Para peserta kegiatan tersebut mengatakan bahwa mereka sangat terinspirasi oleh kata-kata dan perbuatan Xi, dan berjanji untuk lebih berdedikasi dalam membangun Tiongkok yang indah.

"Saya sangat senang dapat berpartisipasi dalam kegiatan ini hari ini. Sekretaris Jenderal menanam pohon dengan sangat serius. Beliau menggunakan setiap sekop dengan serius, dan kemudian, beliau teliti dan serius saat meratakan tanah," kata Li Ruixin, Sekretaris Cabang Partai Desa Baishan.

"Berpartisipasi dalam kegiatan penanaman pohon ini membuat saya sangat bahagia. Selama kegiatan ini, saya telah merasakan kegembiraan ketekunan. Dibutuhkan kesabaran untuk melakukan sesuatu dengan baik, seperti mengisi lubang dengan tanah sedikit demi sedikit saat menanam pohon," ujar Shi Manyu, Siswa di Sekolah Dasar Changping Universitas Tsinghua.

"Melalui kegiatan penanaman pohon ini, saya tidak hanya belajar tentang lebih banyak pohon, tetapi juga merasakan kegembiraan bekerja. Saat menyirami pohon, Kakek Xi berkata kepada saya, 'Hati-hati, jangan sampai tanganmu terjepit.' Saya pikir beliau adalah kakek yang sangat baik dan ramah," kata Yu Wanruoshi, siswa lain di sekolah dasar tersebut.

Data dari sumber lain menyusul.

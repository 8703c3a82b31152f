use std::collections::HashMap;
use std::fmt;
use std::sync::{Arc, RwLock};

use reqwest::Client;
use reqwest::header::{AUTHORIZATION, HeaderMap, HeaderValue};

use crate::error::AppError;

/// HTTP clients for outbound integrations, one per credential.
///
/// Owned by `AppState` and shared through it; building a client per request
/// would throw away its connection pool.
#[derive(Clone, Default)]
pub struct ClientCache {
    clients: Arc<RwLock<HashMap<String, Arc<Client>>>>,
}

impl fmt::Debug for ClientCache {
    fn fmt(&self, f: &mut fmt::Formatter<'_>) -> fmt::Result {
        // credentials are the map keys; only the size is printed
        f.debug_struct("ClientCache").field("len", &self.len()).finish()
    }
}

impl ClientCache {
    pub fn new() -> Self {
        Self::default()
    }

    /// Returns the client bound to `credential`, building it on first use.
    pub fn get_or_create(&self, credential: &str) -> Result<Arc<Client>, AppError> {
        if credential.trim().is_empty() {
            return Err(AppError::validation("credential must not be empty"));
        }

        if let Some(client) = self
            .clients
            .read()
            .map_err(|_| AppError::InternalServerError)?
            .get(credential)
        {
            return Ok(client.clone());
        }

        let mut clients = self.clients.write().map_err(|_| AppError::InternalServerError)?;
        // another caller may have built it between the two locks
        if let Some(client) = clients.get(credential) {
            return Ok(client.clone());
        }

        let client = Arc::new(build_client(credential)?);
        clients.insert(credential.to_string(), client.clone());
        Ok(client)
    }

    pub fn evict(&self, credential: &str) -> bool {
        self.clients
            .write()
            .map(|mut clients| clients.remove(credential).is_some())
            .unwrap_or(false)
    }

    pub fn len(&self) -> usize {
        self.clients.read().map(|c| c.len()).unwrap_or(0)
    }

    pub fn is_empty(&self) -> bool {
        self.len() == 0
    }
}

fn build_client(credential: &str) -> Result<Client, AppError> {
    let mut auth = HeaderValue::from_str(&format!("Bearer {}", credential))
        .map_err(|_| AppError::validation("credential contains invalid header characters"))?;
    auth.set_sensitive(true);

    let mut headers = HeaderMap::new();
    headers.insert(AUTHORIZATION, auth);

    Client::builder()
        .default_headers(headers)
        .build()
        .map_err(|e| AppError::Config(format!("Failed to build http client: {}", e)))
}
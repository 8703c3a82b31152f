use sqlx::SqlitePool;
use tracing::warn;

use crate::db::repository;
use crate::error::AppError;
use crate::models::{Folder, FolderMetadata, FolderNode, NewFolderRequest, build_folder_tree, decode_json_field};
use crate::services::require_id;

#[derive(Clone)]
pub struct FolderService {
    db: SqlitePool,
}

impl FolderService {
    pub fn new(db: SqlitePool) -> Self {
        Self { db }
    }

    pub async fn create_folder(&self, user_id: &str, req: NewFolderRequest) -> Result<Folder, AppError> {
        require_id("user_id", user_id)?;
        let name = req.name.trim();
        if name.is_empty() {
            return Err(AppError::validation("folder name must not be empty"));
        }

        if let Some(parent_id) = req.parent_id.as_deref() {
            require_id("parent_id", parent_id)?;
            let folders = repository::fetch_folders(&self.db, user_id).await?;
            if !folders.iter().any(|f| f.id == parent_id) {
                return Err(AppError::NotFound);
            }
        }

        Ok(repository::insert_folder(
            &self.db,
            user_id,
            name,
            req.parent_id.as_deref(),
            req.metadata.as_ref(),
        )
        .await?)
    }

    pub async fn folder_tree(&self, user_id: &str) -> Result<Vec<FolderNode>, AppError> {
        require_id("user_id", user_id)?;
        let folders = repository::fetch_folders(&self.db, user_id).await?;

        Ok(build_folder_tree(folders, |folder| {
            match decode_json_field::<FolderMetadata>("folders.metadata", folder.metadata.as_deref()) {
                Ok(metadata) => metadata.unwrap_or_default(),
                Err(e) => {
                    warn!("folder {}: {}", folder.id, e);
                    FolderMetadata::default()
                }
            }
        }))
    }
}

"Sekretaris Jenderal cukup berpengetahuan tentang penanaman pohon. Beliau mengatakan kita harus menanam jenis pohon yang dapat beradaptasi dengan kondisi lokal untuk memastikan kelangsungan hidupnya. Melalui kerja sukarela penanaman pohon yang berkelanjutan ini, kita dapat melihat kepercayaan dan tekad besar Partai dan negara dalam konservasi ekologi," ujar Yang Yang, Sekretaris Cabang Partai dari Asosiasi Penanaman Sayuran Kota Xingshou.

"Fakta bahwa kita telah melakukan kegiatan ini selama bertahun-tahun menunjukkan kepada dunia ketekunan rakyat Tiongkok. Menanam pohon itu sendiri adalah tindakan yang bermanfaat bagi generasi sekarang dan masa depan. Saya percaya ini juga merupakan hal paling bertanggung jawab yang dapat kita lakukan untuk masa depan kita, untuk anak-anak kita, dan untuk rumah masa depan kita," jelas Wang Man, Peneliti di Institut Penelitian Teknologi Pesawat Beijing dari Perusahaan Pesawat Komersial Tiongkok.

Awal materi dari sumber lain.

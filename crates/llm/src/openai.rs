//! OpenAI-compatible chat-completion client.

use std::time::Duration;

use async_trait::async_trait;
use beebo_common::{BeeboError, Result};
use serde::{Deserialize, Serialize};
use tracing::{debug, warn};

use crate::client::{LlmClient, LlmRequest, LlmResponse, TokenUsage};

pub const DEFAULT_BASE_URL: &str = "https://api.openai.com";

#[derive(Serialize)]
struct CompletionBody {
    model: String,
    messages: Vec<WireMessage>,
    #[serde(skip_serializing_if = "Option::is_none")]
    temperature: Option<f32>,
    #[serde(skip_serializing_if = "Option::is_none")]
    max_tokens: Option<u32>,
}

#[derive(Serialize, Deserialize, Debug, Clone)]
struct WireMessage {
    role: String,
    #[serde(default)]
    content: Option<String>,
}

#[derive(Deserialize)]
struct CompletionReply {
    choices: Vec<Choice>,
    model: String,
    usage: Option<Usage>,
}

#[derive(Deserialize)]
struct Choice {
    message: WireMessage,
    finish_reason: Option<String>,
}

#[derive(Deserialize)]
struct Usage {
    prompt_tokens: u32,
    completion_tokens: u32,
}

pub struct OpenAiClient {
    base_url: String,
    model: String,
    api_key: Option<String>,
    http_client: reqwest::Client,
}

impl OpenAiClient {
    pub fn new(base_url: Option<String>, model: String, api_key: Option<String>) -> Self {
        Self::with_timeout(base_url, model, api_key, Duration::from_secs(30))
    }

    pub fn with_timeout(
        base_url: Option<String>,
        model: String,
        api_key: Option<String>,
        timeout: Duration,
    ) -> Self {
        let http_client = reqwest::Client::builder()
            .timeout(timeout)
            .build()
            .unwrap_or_else(|e| {
                warn!(error = %e, "Failed to build HTTP client with timeout; using defaults");
                reqwest::Client::new()
            });
        Self {
            base_url: base_url
                .unwrap_or_else(|| DEFAULT_BASE_URL.to_string())
                .trim_end_matches('/')
                .to_string(),
            model,
            api_key,
            http_client,
        }
    }

    fn build_body(&self, request: &LlmRequest) -> CompletionBody {
        let mut messages = Vec::with_capacity(request.messages.len() + 1);
        if let Some(system) = &request.system_prompt {
            messages.push(WireMessage {
                role: "system".to_string(),
                content: Some(system.clone()),
            });
        }
        messages.extend(request.messages.iter().map(|m| WireMessage {
            role: m.role.as_str().to_string(),
            content: Some(m.content.clone()),
        }));
        CompletionBody {
            model: self.model.clone(),
            messages,
            temperature: request.temperature,
            max_tokens: request.max_tokens,
        }
    }
}

#[async_trait]
impl LlmClient for OpenAiClient {
    async fn complete(&self, request: LlmRequest) -> Result<LlmResponse> {
        let url = format!("{}/v1/chat/completions", self.base_url);
        let body = self.build_body(&request);

        let mut http_req = self.http_client.post(&url).json(&body);
        if let Some(key) = &self.api_key {
            http_req = http_req.bearer_auth(key);
        }

        let response = http_req
            .send()
            .await
            .map_err(|e| BeeboError::Llm(format!("chat completion request failed: {e}")))?;

        let status = response.status();
        if !status.is_success() {
            let body_text = response.text().await.unwrap_or_default();
            return Err(BeeboError::Llm(format!(
                "chat completion error {status}: {body_text}"
            )));
        }

        let reply: CompletionReply = response
            .json()
            .await
            .map_err(|e| BeeboError::Llm(format!("unparsable chat completion reply: {e}")))?;

        let choice = reply
            .choices
            .into_iter()
            .next()
            .ok_or_else(|| BeeboError::Llm("chat completion returned no choices".to_string()))?;

        debug!(model = %reply.model, finish_reason = ?choice.finish_reason, "Chat completion done");

        Ok(LlmResponse {
            content: choice.message.content.unwrap_or_default(),
            model: reply.model,
            usage: reply.usage.map(|u| TokenUsage {
                prompt_tokens: u.prompt_tokens,
                completion_tokens: u.completion_tokens,
            }),
            finish_reason: choice.finish_reason,
        })
    }

    fn model_name(&self) -> &str {
        &self.model
    }
}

"Saat menanam pohon, anak-anak akan berkata, 'Kami memberikan kontribusi kami saat pohon tumbuh sedikit demi sedikit.' Seperti pepatah, dibutuhkan sepuluh tahun untuk menumbuhkan pohon, tetapi seratus tahun untuk mendidik manusia. Saya pikir proses menanam pohon juga merupakan proses membina anak-anak untuk tumbuh dari generasi ke generasi," ungkap Sun Weiwei, seorang guru sekolah dasar.

"Seperti yang pernah dikatakan Kakek Xi, menanam pohon berarti menanam masa depan. Kita juga harus tumbuh kuat dan sehat seperti pohon pinus merah kecil ini, akhirnya menjadi pohon-pohon yang menjulang tinggi dan pembangun Tiongkok yang indah," kata Lv Zekai, siswa lainnya.

"Hari ini, kita menabur benih harapan hijau dengan setiap sekop tanah. Inti dari penanaman pohon dan penghijauan adalah menciptakan lingkungan ekologis yang lebih baik, memungkinkan orang untuk hidup lebih indah. Ini adalah tujuan yang sangat penting dalam membangun Tiongkok yang indah," ujar Wang Zhide, Insinyur di Institut Nasional Energi Bersih dan Rendah Karbon dari Perusahaan Investasi Energi Tiongkok.

"Saya ingin menjadi peneliti lingkungan ketika dewasa nanti, menggunakan pengetahuan saya untuk melindungi rumah hijau kita dan membuat langit lebih biru, air lebih jernih, dan kehidupan kita lebih baik," kata Shi.

"Tahun ini menandai peringatan ke-45 kampanye penanaman pohon sukarela nasional. Setelah kembali dari kegiatan ini, saya pasti akan memimpin lebih banyak petani untuk terus menambah penghijauan berdasarkan pengalaman saya di bidang pertanian ekologis, sehingga 'pohon pembangunan pertanian' kita akan semakin rimbun," tutur Yang.

"Saya pikir kita harus mulai dengan melakukan hal-hal kecil dalam kehidupan sehari-hari dan meningkatkan kesadaran kita tentang perlindungan lingkungan untuk berkontribusi pada pembangunan Tiongkok yang indah," ujar Liu Jianwei, Sekretaris Cabang Partai di sekolah dasar tersebut.